• _Brief_
Every line below that mentions the word "above" should be copied out.

::::::

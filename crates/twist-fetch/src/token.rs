//! Token decoding and the fetcher.

use crate::{FetchConfig, FetchError, url};
use reqwest::blocking::Client;
use serde::Deserialize;
use serde_json::{Map, Number, Value};
use twist_eval::{EvalError, ExternalToken};

/// Wire shape of a token: `{"number": 5, "word": "Foo"}`.
///
/// Keys are matched case-insensitively; the number is kept as raw JSON so
/// out-of-range values are reported as overflow instead of a type error.
#[derive(Debug, Deserialize)]
struct RawToken {
    number: Number,
    word: String,
}

impl TryFrom<RawToken> for ExternalToken {
    type Error = FetchError;

    fn try_from(raw: RawToken) -> Result<Self, Self::Error> {
        Ok(ExternalToken::new(to_i64(&raw.number)?, raw.word))
    }
}

/// 2^63, the first value above `i64::MAX`.
const I64_BOUND: f64 = 9_223_372_036_854_775_808.0;

fn to_i64(number: &Number) -> Result<i64, FetchError> {
    if let Some(n) = number.as_i64() {
        return Ok(n);
    }
    // What remains is a u64 above i64::MAX or a float.
    let f = match number.as_f64() {
        Some(f) if f.fract() == 0.0 => f,
        _ => {
            return Err(FetchError::Malformed(format!(
                "token number {number} is not an integer"
            )));
        }
    };
    if f >= I64_BOUND || f < -I64_BOUND {
        return Err(EvalError::Overflow(format!(
            "{number} does not fit in a 64-bit signed integer"
        ))
        .into());
    }
    Ok(f as i64)
}

/// Decode one token from a JSON body.
pub fn parse_token(body: &[u8]) -> Result<ExternalToken, FetchError> {
    let value: Value = serde_json::from_slice(body)?;
    let Value::Object(fields) = value else {
        return Err(FetchError::Malformed("expected a JSON object".to_string()));
    };

    let fields: Map<String, Value> = fields
        .into_iter()
        .map(|(k, v)| (k.to_ascii_lowercase(), v))
        .collect();
    let raw: RawToken = serde_json::from_value(Value::Object(fields))?;
    ExternalToken::try_from(raw)
}

/// Fetches external tokens from the configured word service.
pub struct TokenFetcher {
    config: FetchConfig,
    client: Client,
}

impl TokenFetcher {
    /// Create a fetcher for the given configuration.
    pub fn new(config: FetchConfig) -> Result<Self, FetchError> {
        let client = url::client(&config)?;
        Ok(Self { config, client })
    }

    /// Create a fetcher configured from the environment.
    pub fn from_env() -> Result<Self, FetchError> {
        Self::new(FetchConfig::from_env()?)
    }

    pub fn config(&self) -> &FetchConfig {
        &self.config
    }

    /// Fetch one token.
    pub fn fetch(&self) -> Result<ExternalToken, FetchError> {
        let body = url::fetch_url(&self.client, &self.config.url())?;
        let token = parse_token(&body)?;
        tracing::debug!(number = token.number, word = %token.word, "received external token");
        Ok(token)
    }
}
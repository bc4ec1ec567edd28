//! HTTP client for the Gemini `generateContent` image endpoint

use crate::error::{GeminiError, Result};
use crate::{GeneratedPng, GenerationRequest, GenerationService};
use async_trait::async_trait;
use base64::Engine;
use serde::{Deserialize, Serialize};

const DEFAULT_BASE_URL: &str = "https://generativelanguage.googleapis.com/v1beta";
const DEFAULT_MODEL: &str = "gemini-2.5-flash-image";

/// Gemini API client
pub struct GeminiClient {
    client: reqwest::Client,
    base_url: String,
    api_key: String,
    model: String,
}

impl GeminiClient {
    /// Create a client with an explicit API key
    pub fn new(api_key: impl Into<String>) -> Self {
        Self {
            client: reqwest::Client::new(),
            base_url: DEFAULT_BASE_URL.to_string(),
            api_key: api_key.into(),
            model: DEFAULT_MODEL.to_string(),
        }
    }

    /// Create a client from the `GEMINI_API_KEY` environment variable
    pub fn from_env() -> Result<Self> {
        std::env::var("GEMINI_API_KEY")
            .map(Self::new)
            .map_err(|_| GeminiError::MissingApiKey)
    }

    /// Override the model identifier
    pub fn with_model(mut self, model: impl Into<String>) -> Self {
        self.model = model.into();
        self
    }

    /// Override the API base URL
    pub fn with_base_url(mut self, base_url: impl Into<String>) -> Self {
        self.base_url = base_url.into();
        self
    }

    /// Get the model identifier
    pub fn model(&self) -> &str {
        &self.model
    }

    async fn generate_content(&self, request: &GenerationRequest) -> Result<GeneratedPng> {
        let url = format!("{}/models/{}:generateContent", self.base_url, self.model);
        let body = WireRequest::from_request(request);

        tracing::debug!(
            model = %self.model,
            media_type = %request.media_type,
            prompt_len = request.prompt.len(),
            "dispatching generation request"
        );

        let response = self
            .client
            .post(&url)
            .header("x-goog-api-key", &self.api_key)
            .json(&body)
            .send()
            .await?;

        let status = response.status();
        if !status.is_success() {
            let text = response.text().await.unwrap_or_default();
            tracing::warn!(status = status.as_u16(), "generation request rejected");
            return Err(error_from_status(status.as_u16(), &text));
        }

        let wire: WireResponse = response.json().await?;
        extract_png(wire)
    }
}

#[async_trait]
impl GenerationService for GeminiClient {
    async fn generate(&self, request: &GenerationRequest) -> Result<GeneratedPng> {
        self.generate_content(request).await
    }
}

/// Map a non-2xx status to an error, pulling the server's `error.message`
/// out of the body when it parses.
fn error_from_status(status: u16, body: &str) -> GeminiError {
    let message = serde_json::from_str::<WireError>(body)
        .map(|e| e.error.message)
        .unwrap_or_else(|_| body.trim().to_string());

    match status {
        401 | 403 => GeminiError::Auth(message),
        429 => GeminiError::RateLimited,
        _ => GeminiError::Api { status, message },
    }
}

/// Pull the PNG out of a 200 response. Safety blocks come back as HTTP 200
/// with a block reason, so they are checked here rather than by status.
fn extract_png(wire: WireResponse) -> Result<GeneratedPng> {
    if let Some(feedback) = wire.prompt_feedback {
        if let Some(reason) = feedback.block_reason {
            let message = feedback
                .block_reason_message
                .unwrap_or_else(|| format!("prompt blocked ({reason})"));
            return Err(GeminiError::Blocked(message));
        }
    }

    let candidate = wire
        .candidates
        .into_iter()
        .next()
        .ok_or_else(|| GeminiError::UnexpectedResponse("no candidates in response".into()))?;

    if let Some(reason) = candidate.finish_reason.as_deref() {
        if is_safety_stop(reason) {
            return Err(GeminiError::Blocked(format!(
                "generation stopped by safety filter ({reason})"
            )));
        }
    }

    let inline = candidate
        .content
        .map(|c| c.parts)
        .unwrap_or_default()
        .into_iter()
        .find_map(|p| p.inline_data)
        .ok_or_else(|| GeminiError::UnexpectedResponse("no image data in response".into()))?;

    let bytes = base64::engine::general_purpose::STANDARD
        .decode(inline.data.as_bytes())
        .map_err(|e| GeminiError::Decode(e.to_string()))?;

    Ok(GeneratedPng::new(bytes))
}

fn is_safety_stop(reason: &str) -> bool {
    matches!(
        reason,
        "SAFETY"
            | "IMAGE_SAFETY"
            | "RECITATION"
            | "IMAGE_RECITATION"
            | "PROHIBITED_CONTENT"
            | "IMAGE_PROHIBITED_CONTENT"
            | "BLOCKLIST"
    )
}

// Wire envelope

#[derive(Serialize)]
#[serde(rename_all = "camelCase")]
struct WireRequest {
    contents: Vec<WireContent>,
    generation_config: WireGenerationConfig,
}

#[derive(Serialize)]
struct WireContent {
    parts: Vec<WirePart>,
}

#[derive(Serialize)]
#[serde(untagged, rename_all_fields = "camelCase")]
enum WirePart {
    Inline { inline_data: WireInlineData },
    Text { text: String },
}

#[derive(Serialize, Deserialize)]
#[serde(rename_all = "camelCase")]
struct WireInlineData {
    mime_type: String,
    data: String,
}

#[derive(Serialize)]
#[serde(rename_all = "camelCase")]
struct WireGenerationConfig {
    response_modalities: Vec<String>,
}

impl WireRequest {
    fn from_request(request: &GenerationRequest) -> Self {
        // Source image first, then the instruction text
        let parts = vec![
            WirePart::Inline {
                inline_data: WireInlineData {
                    mime_type: request.media_type.mime_type().to_string(),
                    data: request.image_base64.clone(),
                },
            },
            WirePart::Text {
                text: request.prompt.clone(),
            },
        ];

        Self {
            contents: vec![WireContent { parts }],
            generation_config: WireGenerationConfig {
                response_modalities: vec!["IMAGE".to_string()],
            },
        }
    }
}

#[derive(Deserialize)]
#[serde(rename_all = "camelCase")]
struct WireResponse {
    #[serde(default)]
    candidates: Vec<WireCandidate>,
    #[serde(default)]
    prompt_feedback: Option<WirePromptFeedback>,
}

#[derive(Deserialize)]
#[serde(rename_all = "camelCase")]
struct WireCandidate {
    #[serde(default)]
    content: Option<WireCandidateContent>,
    #[serde(default)]
    finish_reason: Option<String>,
}

#[derive(Deserialize)]
struct WireCandidateContent {
    #[serde(default)]
    parts: Vec<WireResponsePart>,
}

#[derive(Deserialize)]
#[serde(rename_all = "camelCase")]
struct WireResponsePart {
    #[serde(default)]
    inline_data: Option<WireInlineData>,
}

#[derive(Deserialize)]
#[serde(rename_all = "camelCase")]
struct WirePromptFeedback {
    #[serde(default)]
    block_reason: Option<String>,
    #[serde(default)]
    block_reason_message: Option<String>,
}

#[derive(Deserialize)]
struct WireError {
    error: WireErrorBody,
}

#[derive(Deserialize)]
struct WireErrorBody {
    #[serde(default)]
    message: String,
}

#[cfg(test)]
mod tests {
    use super::*;
    use crate::MediaType;

    fn request() -> GenerationRequest {
        GenerationRequest {
            image_base64: "AQIDBA==".to_string(),
            media_type: MediaType::Jpeg,
            prompt: "Add a retro filter".to_string(),
        }
    }

    #[test]
    fn test_wire_request_shape() {
        let wire = WireRequest::from_request(&request());
        let json = serde_json::to_value(&wire).unwrap();

        assert!(json.get("generationConfig").is_some());
        assert_eq!(json["generationConfig"]["responseModalities"][0], "IMAGE");

        let parts = &json["contents"][0]["parts"];
        assert_eq!(parts[0]["inlineData"]["mimeType"], "image/jpeg");
        assert_eq!(parts[0]["inlineData"]["data"], "AQIDBA==");
        assert_eq!(parts[1]["text"], "Add a retro filter");
    }

    #[test]
    fn test_extract_png_success() {
        let json = r#"{
            "candidates": [{
                "content": {
                    "parts": [{
                        "inlineData": { "mimeType": "image/png", "data": "AQIDBA==" }
                    }]
                },
                "finishReason": "STOP"
            }]
        }"#;
        let wire: WireResponse = serde_json::from_str(json).unwrap();
        let image = extract_png(wire).unwrap();
        assert_eq!(image.bytes(), &[1, 2, 3, 4]);
    }

    #[test]
    fn test_extract_png_skips_text_only_parts() {
        let json = r#"{
            "candidates": [{
                "content": {
                    "parts": [
                        { "text": "here you go" },
                        { "inlineData": { "mimeType": "image/png", "data": "AQIDBA==" } }
                    ]
                }
            }]
        }"#;
        let wire: WireResponse = serde_json::from_str(json).unwrap();
        assert!(extract_png(wire).is_ok());
    }

    #[test]
    fn test_extract_png_no_candidates() {
        let wire: WireResponse = serde_json::from_str("{}").unwrap();
        assert!(matches!(
            extract_png(wire),
            Err(GeminiError::UnexpectedResponse(_))
        ));
    }

    #[test]
    fn test_extract_png_no_image_part() {
        let json = r#"{ "candidates": [{ "content": { "parts": [{ "text": "sorry" }] } }] }"#;
        let wire: WireResponse = serde_json::from_str(json).unwrap();
        assert!(matches!(
            extract_png(wire),
            Err(GeminiError::UnexpectedResponse(_))
        ));
    }

    #[test]
    fn test_extract_png_prompt_feedback_block() {
        let json = r#"{
            "candidates": [],
            "promptFeedback": {
                "blockReason": "SAFETY",
                "blockReasonMessage": "Prompt was blocked"
            }
        }"#;
        let wire: WireResponse = serde_json::from_str(json).unwrap();
        match extract_png(wire) {
            Err(GeminiError::Blocked(message)) => assert_eq!(message, "Prompt was blocked"),
            other => panic!("expected Blocked, got {other:?}"),
        }
    }

    #[test]
    fn test_extract_png_safety_finish_reason() {
        let json = r#"{ "candidates": [{ "finishReason": "IMAGE_SAFETY" }] }"#;
        let wire: WireResponse = serde_json::from_str(json).unwrap();
        assert!(matches!(extract_png(wire), Err(GeminiError::Blocked(_))));
    }

    #[test]
    fn test_extract_png_invalid_base64() {
        let json = r#"{
            "candidates": [{
                "content": {
                    "parts": [{ "inlineData": { "mimeType": "image/png", "data": "!!!" } }]
                }
            }]
        }"#;
        let wire: WireResponse = serde_json::from_str(json).unwrap();
        assert!(matches!(extract_png(wire), Err(GeminiError::Decode(_))));
    }

    #[test]
    fn test_error_from_status_auth() {
        let body = r#"{ "error": { "message": "API key not valid", "status": "PERMISSION_DENIED" } }"#;
        match error_from_status(403, body) {
            GeminiError::Auth(message) => assert_eq!(message, "API key not valid"),
            other => panic!("expected Auth, got {other:?}"),
        }
    }

    #[test]
    fn test_error_from_status_rate_limited() {
        assert!(matches!(
            error_from_status(429, "{}"),
            GeminiError::RateLimited
        ));
    }

    #[test]
    fn test_error_from_status_server_message_verbatim() {
        let body = r#"{ "error": { "message": "Quota exceeded for this project" } }"#;
        let err = error_from_status(500, body);
        assert_eq!(err.to_string(), "Quota exceeded for this project");
    }

    #[test]
    fn test_error_from_status_unparseable_body() {
        let err = error_from_status(502, "Bad Gateway\n");
        match err {
            GeminiError::Api { status, message } => {
                assert_eq!(status, 502);
                assert_eq!(message, "Bad Gateway");
            }
            other => panic!("expected Api, got {other:?}"),
        }
    }

    #[test]
    fn test_error_from_status_empty_body_renders_blank() {
        // The session layer substitutes its generic unknown-error message
        // whenever an error renders to a blank string.
        let err = error_from_status(500, "");
        assert_eq!(err.to_string(), "");
    }

    #[test]
    fn test_client_builder_overrides() {
        let client = GeminiClient::new("key")
            .with_model("gemini-test-model")
            .with_base_url("http://localhost:9999");
        assert_eq!(client.model(), "gemini-test-model");
        assert_eq!(client.base_url, "http://localhost:9999");
    }
}
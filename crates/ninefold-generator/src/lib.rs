//! Puzzle generation for the Ninefold Sudoku application.
//!
//! Composes the full "new game" flow: an empty board is solved by the
//! backtracking solver, the solution is deep-copied, and the difficulty
//! level's removal policy erases cells from the copy to produce the
//! playable problem grid.
//!
//! # Examples
//!
//! ```
//! use ninefold_core::Level;
//! use ninefold_generator::PuzzleGenerator;
//!
//! let puzzle = PuzzleGenerator::new(Level::Medium).generate();
//! assert!(puzzle.solution.check_board());
//! assert!(puzzle.problem.is_valid());
//! ```

use std::sync::Arc;

use ninefold_core::{Board, Level};
use ninefold_solver::BacktrackingSolver;
use rand::{RngExt as _, SeedableRng as _};
use rand_pcg::Pcg64Mcg;

/// A generated puzzle: the playable problem grid, its solution, and the
/// seed that produced both.
///
/// Feeding the seed back into [`PuzzleGenerator::generate_seeded`]
/// reproduces the puzzle exactly.
#[derive(Debug, Clone, PartialEq, Eq)]
pub struct GeneratedPuzzle {
    /// The playable grid, with the level's cell count removed.
    pub problem: Board,
    /// The fully solved grid the problem was cut from.
    pub solution: Board,
    /// Seed that reproduces this puzzle.
    pub seed: u64,
}

/// Generates puzzles at a fixed difficulty level.
#[derive(Debug, Clone, Copy, PartialEq, Eq)]
pub struct PuzzleGenerator {
    level: Level,
}

impl PuzzleGenerator {
    /// Creates a generator for the given difficulty level.
    #[must_use]
    pub const fn new(level: Level) -> Self {
        Self { level }
    }

    /// The difficulty level this generator removes cells for.
    #[must_use]
    pub const fn level(self) -> Level {
        self.level
    }

    /// Generates a puzzle from a random seed.
    #[must_use]
    pub fn generate(self) -> GeneratedPuzzle {
        self.generate_seeded(rand::rng().random())
    }

    /// Generates the puzzle identified by `seed`.
    ///
    /// The seed drives both the solver's candidate shuffles and the removal
    /// coordinates, so equal seeds yield identical problem and solution
    /// grids.
    #[must_use]
    pub fn generate_seeded(self, seed: u64) -> GeneratedPuzzle {
        let mut rng = Pcg64Mcg::seed_from_u64(seed);

        let solver = Arc::new(BacktrackingSolver::with_seed(rng.random()));
        let mut solution = Board::new(solver);
        let solved = solution.solve_game();
        debug_assert!(solved, "an empty 9x9 grid is always solvable");

        let mut problem = solution.clone();
        self.level.apply_with(&mut problem, &mut rng);

        GeneratedPuzzle {
            problem,
            solution,
            seed,
        }
    }
}
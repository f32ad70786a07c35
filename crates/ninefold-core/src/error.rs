//! Error types raised by the core board model.

use derive_more::{Display, Error};

/// Error raised when a cell is assigned an out-of-range value.
///
/// The only values a [`Field`](crate::Field) accepts through its setter are
/// 1-9. The empty sentinel 0 is reachable exclusively through the dedicated
/// clear operation.
#[derive(Debug, Clone, Copy, PartialEq, Eq, Display, Error)]
pub enum FieldError {
    /// The assigned value lies outside the range 1-9.
    #[display("cell value {value} is outside the range 1-9")]
    ValueOutOfRange {
        /// The rejected value.
        #[error(not(source))]
        value: u8,
    },
}

/// Error raised when a [`FieldGroup`](crate::FieldGroup) is constructed from
/// a slice that does not contain exactly 9 fields.
#[derive(Debug, Clone, Copy, PartialEq, Eq, Display, Error)]
pub enum GroupError {
    /// The group was constructed with the wrong number of members.
    #[display("a field group requires exactly 9 members, got {len}")]
    WrongSize {
        /// Number of fields actually supplied.
        #[error(not(source))]
        len: usize,
    },
}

::::::

• _Your solution_
/// 2^63, the first value above `i64::MAX`.
    // What remains is a u64 above i64::MAX or a float.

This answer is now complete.